My Fiancé Has Developed a Baffling, Childish Way of Initiating Sex. I Dread It.

Jessica Stoya · 2026-03-03T17:00:00.000Z

How to Do It is Slate’s sex advice column. Have a question? Send it to Stoya and Rich here. It’s anonymous!

Dear How to Do It,

My fiancé has a very childish way of initiating sex, and it turns me off. I feel like it wasn’t like this 10-plus years ago when we weren’t dating but were friends with benefits.

His idea of “foreplay” is bothering me like poking me and booping me on the nose, and it’s usually when I’m settling down to go to bed. When I finally begin to get in the mood, the foreplay I actually enjoy gets cut short. When he slips his fingers inside me, it starts to feel uncomfortable. This seems to be our only issue, but I also don’t want to hurt his feelings/making him feel awkward. Where do I go from here?

The subject of reasons why heterosexual men suddenly forget how to exert erotic effort that they have thoroughly demonstrated capacity to engage in remains both fascinating and irritating to me. I wasn’t there several years ago, and time does often distort our recollections, but I expect that your sense that your fiancé’s approach has changed is accurate. If you want the way he initiates sex to change (or change back, really), you’ll have to communicate that desire somehow.

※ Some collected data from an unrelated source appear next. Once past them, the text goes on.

//! Request dispatcher: the UDP receive loop and per-request pipeline.
//!
//! Each valid datagram is handled on its own task:
//! decode → verify → build term → reply → install. The reply goes out
//! before the firewall is touched, and a failed reply never stops the
//! install. Invalid requests get no reply at all.

use crate::config::ServiceConfig;
use crate::keeper::TermKeeper;
use crate::term::Term;
use spa_core::{
    decode_request, encode, unix_now, AuthReply, SpaError, SpaResult, Verifier, MAX_DATAGRAM_SIZE,
};
use std::net::SocketAddr;
use std::sync::Arc;
use tokio::net::UdpSocket;
use tokio::sync::broadcast;
use tracing::{debug, error, info, warn};

/// The gateway's UDP endpoint.
pub struct SpaServer {
    socket: UdpSocket,
    service: Arc<ServiceConfig>,
    verifier: Arc<dyn Verifier>,
    keeper: Arc<TermKeeper>,
}

impl SpaServer {
    pub async fn bind(
        listen: SocketAddr,
        service: Arc<ServiceConfig>,
        verifier: Arc<dyn Verifier>,
        keeper: Arc<TermKeeper>,
    ) -> SpaResult<Self> {
        let socket = UdpSocket::bind(listen).await?;
        Ok(Self {
            socket,
            service,
            verifier,
            keeper,
        })
    }

    pub fn local_addr(&self) -> SpaResult<SocketAddr> {
        Ok(self.socket.local_addr()?)
    }

    /// Receive datagrams until `shutdown` fires.
    pub async fn run(self, mut shutdown: broadcast::Receiver<()>) -> SpaResult<()> {
        let server = Arc::new(self);
        let listen = server.local_addr()?;
        info!(
            listen = %listen,
            service = %server.service.socket(),
            "spa-server ready"
        );

        // One spare byte tells an oversized datagram from one that fits exactly.
        let mut buf = vec![0u8; MAX_DATAGRAM_SIZE + 1];
        loop {
            tokio::select! {
                received = server.socket.recv_from(&mut buf) => {
                    let (len, source) = match received {
                        Ok(r) => r,
                        Err(e) => {
                            // e.g. ICMP port-unreachable surfacing on Windows.
                            warn!(error = %e, "receive failed");
                            continue;
                        }
                    };
                    if len > MAX_DATAGRAM_SIZE {
                        debug!(source = %source, "dropping oversized datagram");
                        continue;
                    }

                    let data = buf[..len].to_vec();
                    let srv = server.clone();
                    tokio::spawn(async move {
                        srv.dispatch(data, source).await;
                    });
                }
                _ = shutdown.recv() => {
                    info!("receive loop stopping");
                    break;
                }
            }
        }
        Ok(())
    }

    async fn dispatch(&self, data: Vec<u8>, source: SocketAddr) {
        match self.handle(&data, source).await {
            Ok(()) => {}
            Err(SpaError::Decode(reason)) => {
                debug!(source = %source, reason = %reason, "dropping undecodable datagram");
            }
            Err(SpaError::CredentialInvalid(reason)) => {
                warn!(source = %source, reason = %reason, "rejected credential");
            }
            Err(SpaError::ShuttingDown) => {
                debug!(source = %source, "grant withdrawn during shutdown");
            }
            Err(e) => {
                error!(source = %source, error = %e, "failed to grant access");
            }
        }
    }

    async fn handle(&self, data: &[u8], source: SocketAddr) -> SpaResult<()> {
        let request = decode_request(data)?;
        let claims = self.verifier.verify(&request.token)?;
        let term = Term::grant(source, &claims, &self.service, unix_now());

        let reply = AuthReply {
            socket: self.service.socket(),
            expiration: term.expires_at,
        };
        if let Err(e) = self.reply(&reply, source).await {
            warn!(source = %source, error = %e, "reply not delivered");
        }

        self.keeper.install(term).await?;
        Ok(())
    }

    async fn reply(&self, reply: &AuthReply, dest: SocketAddr) -> SpaResult<()> {
        let bytes = encode(reply)?;
        self.socket
            .send_to(&bytes, dest)
            .await
            .map_err(|e| SpaError::ReplyDelivery(e.to_string()))?;
        debug!(dest = %dest, expiration = reply.expiration, "reply sent");
        Ok(())
    }
}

You might hurt your fiancé’s feelings to some extent, make him feel awkward, or otherwise cause him discomfort by broaching this subject. But he is currently making you feel—in your own words—bothered and uncomfortable, and possibly causing other negative feelings, over and over, when he pokes you, boops you on the nose, and puts his fingers inside your body in a way that doesn’t work for you. The question is whether you’re going to tolerate this (or a continued drift toward Bozo-like antics) for the sake of sparing him the slight singe of being informed that his behavior is less than enjoyable. The longer you let this go, the more he’s likely to feel shame, which he might express as, “This obviously isn’t a problem, because if it was, you should have told me earlier,” “Where is this coming from?” followed by an explanation of how you’re wrong about what you prefer, or “Oh gosh, I’m such an obtuse idiot, why didn’t you let me know so I could stop bothering you?” Those first two types of reactions are signs that your fiancé’s immaturity might be part of how he engages in life outside of the bedroom, too. If you’re expecting something along those lines, and that’s behind your reluctance to speak up, you’ve got a bigger problem, and this funny form of foreplay is a distraction.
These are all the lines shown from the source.